◆ Instructions to follow: Search the records below for the string "bool" and report only the number of lines that contain it.

- - -

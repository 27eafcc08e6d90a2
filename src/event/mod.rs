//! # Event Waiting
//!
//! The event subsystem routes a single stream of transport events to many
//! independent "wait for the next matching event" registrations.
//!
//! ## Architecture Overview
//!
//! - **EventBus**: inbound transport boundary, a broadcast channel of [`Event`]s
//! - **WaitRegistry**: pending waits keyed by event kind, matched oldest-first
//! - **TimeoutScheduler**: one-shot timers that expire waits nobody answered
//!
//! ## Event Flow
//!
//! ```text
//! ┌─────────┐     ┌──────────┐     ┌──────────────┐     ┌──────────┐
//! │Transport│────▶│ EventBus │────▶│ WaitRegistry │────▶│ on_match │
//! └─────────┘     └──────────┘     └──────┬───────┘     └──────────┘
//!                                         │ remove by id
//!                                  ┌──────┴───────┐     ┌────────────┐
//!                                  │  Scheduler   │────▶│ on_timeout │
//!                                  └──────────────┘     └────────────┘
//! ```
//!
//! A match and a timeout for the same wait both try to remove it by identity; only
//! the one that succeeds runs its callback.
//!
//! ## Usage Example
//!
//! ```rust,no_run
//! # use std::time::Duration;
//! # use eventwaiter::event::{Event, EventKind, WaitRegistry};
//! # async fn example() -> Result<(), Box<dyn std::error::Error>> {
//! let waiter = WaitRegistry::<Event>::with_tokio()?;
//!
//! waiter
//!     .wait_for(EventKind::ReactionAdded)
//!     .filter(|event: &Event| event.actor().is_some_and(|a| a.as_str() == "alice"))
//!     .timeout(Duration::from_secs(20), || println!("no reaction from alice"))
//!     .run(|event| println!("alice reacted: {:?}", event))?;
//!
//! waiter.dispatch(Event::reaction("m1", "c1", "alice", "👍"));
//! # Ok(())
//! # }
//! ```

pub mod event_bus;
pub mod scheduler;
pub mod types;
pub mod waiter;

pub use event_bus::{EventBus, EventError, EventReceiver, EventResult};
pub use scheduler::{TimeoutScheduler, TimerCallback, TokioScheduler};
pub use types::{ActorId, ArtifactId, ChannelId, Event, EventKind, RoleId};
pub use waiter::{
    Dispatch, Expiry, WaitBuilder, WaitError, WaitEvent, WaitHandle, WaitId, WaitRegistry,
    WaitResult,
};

- - -

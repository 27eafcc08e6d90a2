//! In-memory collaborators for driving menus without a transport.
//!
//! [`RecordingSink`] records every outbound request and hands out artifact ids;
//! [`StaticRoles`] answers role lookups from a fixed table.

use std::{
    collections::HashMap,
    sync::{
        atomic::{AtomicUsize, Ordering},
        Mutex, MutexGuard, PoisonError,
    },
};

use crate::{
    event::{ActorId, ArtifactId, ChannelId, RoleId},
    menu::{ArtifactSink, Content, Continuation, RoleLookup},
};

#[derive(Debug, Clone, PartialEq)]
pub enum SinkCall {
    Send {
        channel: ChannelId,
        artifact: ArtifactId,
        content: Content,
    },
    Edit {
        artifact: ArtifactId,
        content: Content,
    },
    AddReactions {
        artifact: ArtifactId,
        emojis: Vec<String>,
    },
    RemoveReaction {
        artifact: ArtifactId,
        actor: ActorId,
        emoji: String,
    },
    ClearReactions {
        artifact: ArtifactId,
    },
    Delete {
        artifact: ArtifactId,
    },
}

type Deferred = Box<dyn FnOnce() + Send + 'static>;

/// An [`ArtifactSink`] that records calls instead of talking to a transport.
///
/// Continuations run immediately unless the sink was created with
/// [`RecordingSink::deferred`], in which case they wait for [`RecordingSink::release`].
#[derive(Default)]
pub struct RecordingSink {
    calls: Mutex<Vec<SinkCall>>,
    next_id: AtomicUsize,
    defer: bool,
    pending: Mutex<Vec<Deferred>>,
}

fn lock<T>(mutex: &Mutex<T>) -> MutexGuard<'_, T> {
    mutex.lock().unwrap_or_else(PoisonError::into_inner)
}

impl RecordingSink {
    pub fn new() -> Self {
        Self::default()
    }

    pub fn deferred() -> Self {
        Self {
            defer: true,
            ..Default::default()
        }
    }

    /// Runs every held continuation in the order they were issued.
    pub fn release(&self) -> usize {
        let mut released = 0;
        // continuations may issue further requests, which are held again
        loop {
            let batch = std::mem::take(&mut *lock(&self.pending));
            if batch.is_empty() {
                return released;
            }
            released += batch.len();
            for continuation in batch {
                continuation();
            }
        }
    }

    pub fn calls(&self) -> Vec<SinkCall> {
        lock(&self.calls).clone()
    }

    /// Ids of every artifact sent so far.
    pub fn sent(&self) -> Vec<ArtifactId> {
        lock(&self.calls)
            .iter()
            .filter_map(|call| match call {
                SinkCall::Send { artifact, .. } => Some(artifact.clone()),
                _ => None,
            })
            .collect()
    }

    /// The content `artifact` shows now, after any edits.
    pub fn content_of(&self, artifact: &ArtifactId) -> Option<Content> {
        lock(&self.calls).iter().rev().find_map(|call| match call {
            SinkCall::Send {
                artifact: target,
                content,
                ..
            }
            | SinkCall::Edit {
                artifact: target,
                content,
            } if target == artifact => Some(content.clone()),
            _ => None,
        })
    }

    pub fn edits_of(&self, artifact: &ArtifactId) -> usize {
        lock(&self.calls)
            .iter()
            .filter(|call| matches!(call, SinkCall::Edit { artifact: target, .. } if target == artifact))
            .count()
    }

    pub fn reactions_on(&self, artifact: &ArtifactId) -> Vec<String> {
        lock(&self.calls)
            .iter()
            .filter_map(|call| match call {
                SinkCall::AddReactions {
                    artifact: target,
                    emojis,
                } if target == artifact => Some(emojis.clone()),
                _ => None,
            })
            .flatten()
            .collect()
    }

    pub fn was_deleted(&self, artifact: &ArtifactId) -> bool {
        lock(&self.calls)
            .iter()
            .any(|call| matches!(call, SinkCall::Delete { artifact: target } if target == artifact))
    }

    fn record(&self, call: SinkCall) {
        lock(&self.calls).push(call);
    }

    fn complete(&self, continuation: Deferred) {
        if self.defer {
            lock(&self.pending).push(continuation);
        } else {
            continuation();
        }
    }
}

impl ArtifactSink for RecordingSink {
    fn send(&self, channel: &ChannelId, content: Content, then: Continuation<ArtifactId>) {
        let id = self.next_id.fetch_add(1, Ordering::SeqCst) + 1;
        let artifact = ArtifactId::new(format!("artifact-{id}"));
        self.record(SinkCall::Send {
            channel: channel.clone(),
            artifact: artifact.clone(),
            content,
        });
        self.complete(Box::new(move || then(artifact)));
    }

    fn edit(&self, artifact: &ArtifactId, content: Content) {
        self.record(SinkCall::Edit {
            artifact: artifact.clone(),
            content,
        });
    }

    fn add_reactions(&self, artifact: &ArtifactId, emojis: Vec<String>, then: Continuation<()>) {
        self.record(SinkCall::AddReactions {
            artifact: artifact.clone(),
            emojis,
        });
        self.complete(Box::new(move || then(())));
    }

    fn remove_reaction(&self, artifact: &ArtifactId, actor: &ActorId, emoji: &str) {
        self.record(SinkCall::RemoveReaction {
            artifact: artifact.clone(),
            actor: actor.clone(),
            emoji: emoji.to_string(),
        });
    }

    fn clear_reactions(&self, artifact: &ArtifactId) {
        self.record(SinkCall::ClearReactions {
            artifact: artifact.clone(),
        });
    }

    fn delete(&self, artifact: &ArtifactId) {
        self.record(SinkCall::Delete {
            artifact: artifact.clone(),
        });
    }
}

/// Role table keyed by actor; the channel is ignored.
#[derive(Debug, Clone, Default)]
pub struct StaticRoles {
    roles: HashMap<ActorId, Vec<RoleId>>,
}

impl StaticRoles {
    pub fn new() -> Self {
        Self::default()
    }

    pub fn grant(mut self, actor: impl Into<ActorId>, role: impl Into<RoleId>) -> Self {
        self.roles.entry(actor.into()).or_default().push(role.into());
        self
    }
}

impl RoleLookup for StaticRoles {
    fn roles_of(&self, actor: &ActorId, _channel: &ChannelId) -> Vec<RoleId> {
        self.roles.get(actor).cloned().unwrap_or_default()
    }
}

- - -

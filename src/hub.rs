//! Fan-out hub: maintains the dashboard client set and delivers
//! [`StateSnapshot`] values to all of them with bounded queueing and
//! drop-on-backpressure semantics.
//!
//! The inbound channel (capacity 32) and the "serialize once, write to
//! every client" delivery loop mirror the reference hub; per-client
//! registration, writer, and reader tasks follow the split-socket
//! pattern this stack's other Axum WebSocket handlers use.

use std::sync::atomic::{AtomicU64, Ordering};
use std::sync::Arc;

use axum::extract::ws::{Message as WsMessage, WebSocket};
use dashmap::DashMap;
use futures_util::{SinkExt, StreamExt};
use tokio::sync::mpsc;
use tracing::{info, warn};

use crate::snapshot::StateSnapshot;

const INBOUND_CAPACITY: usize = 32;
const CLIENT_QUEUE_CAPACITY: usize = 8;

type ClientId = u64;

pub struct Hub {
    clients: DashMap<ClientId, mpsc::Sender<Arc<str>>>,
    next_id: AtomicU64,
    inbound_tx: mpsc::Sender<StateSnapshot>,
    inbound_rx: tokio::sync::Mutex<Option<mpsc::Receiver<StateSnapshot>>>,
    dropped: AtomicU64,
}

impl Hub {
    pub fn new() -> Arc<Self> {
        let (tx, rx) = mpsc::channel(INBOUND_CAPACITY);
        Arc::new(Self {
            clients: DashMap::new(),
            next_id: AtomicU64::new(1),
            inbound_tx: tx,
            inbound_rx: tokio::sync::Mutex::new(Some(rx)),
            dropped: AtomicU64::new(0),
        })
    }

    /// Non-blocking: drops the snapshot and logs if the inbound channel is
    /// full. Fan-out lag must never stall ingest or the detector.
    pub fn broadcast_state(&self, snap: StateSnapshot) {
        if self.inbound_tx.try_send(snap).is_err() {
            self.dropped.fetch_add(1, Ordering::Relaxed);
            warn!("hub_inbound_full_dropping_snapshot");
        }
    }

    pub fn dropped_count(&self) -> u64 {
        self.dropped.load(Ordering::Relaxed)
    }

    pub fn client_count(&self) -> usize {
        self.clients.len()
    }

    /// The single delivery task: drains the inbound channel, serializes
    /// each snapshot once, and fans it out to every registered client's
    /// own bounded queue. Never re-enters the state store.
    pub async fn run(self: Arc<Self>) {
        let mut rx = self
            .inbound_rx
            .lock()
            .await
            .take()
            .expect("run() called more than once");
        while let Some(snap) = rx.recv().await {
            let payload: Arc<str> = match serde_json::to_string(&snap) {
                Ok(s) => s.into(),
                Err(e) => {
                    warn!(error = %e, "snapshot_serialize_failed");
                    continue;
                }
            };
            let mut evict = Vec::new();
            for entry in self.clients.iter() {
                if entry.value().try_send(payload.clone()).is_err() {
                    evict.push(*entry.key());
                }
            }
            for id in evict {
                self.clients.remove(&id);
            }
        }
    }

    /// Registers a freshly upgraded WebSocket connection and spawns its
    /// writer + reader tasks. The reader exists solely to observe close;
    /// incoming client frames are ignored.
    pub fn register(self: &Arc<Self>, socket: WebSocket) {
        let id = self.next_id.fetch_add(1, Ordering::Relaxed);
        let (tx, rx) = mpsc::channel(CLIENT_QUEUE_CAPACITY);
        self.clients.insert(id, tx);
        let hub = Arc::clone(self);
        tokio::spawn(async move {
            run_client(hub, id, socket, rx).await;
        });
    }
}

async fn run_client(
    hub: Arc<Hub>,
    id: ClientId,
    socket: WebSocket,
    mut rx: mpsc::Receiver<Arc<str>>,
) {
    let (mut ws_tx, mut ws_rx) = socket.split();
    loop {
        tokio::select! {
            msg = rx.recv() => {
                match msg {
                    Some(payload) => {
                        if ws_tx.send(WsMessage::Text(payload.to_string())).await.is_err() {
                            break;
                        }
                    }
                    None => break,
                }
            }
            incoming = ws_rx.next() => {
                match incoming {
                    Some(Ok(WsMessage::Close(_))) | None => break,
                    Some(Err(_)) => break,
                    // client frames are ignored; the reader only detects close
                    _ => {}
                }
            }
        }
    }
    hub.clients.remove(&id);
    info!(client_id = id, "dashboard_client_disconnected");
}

- - -

◆ Solution for this problem: 2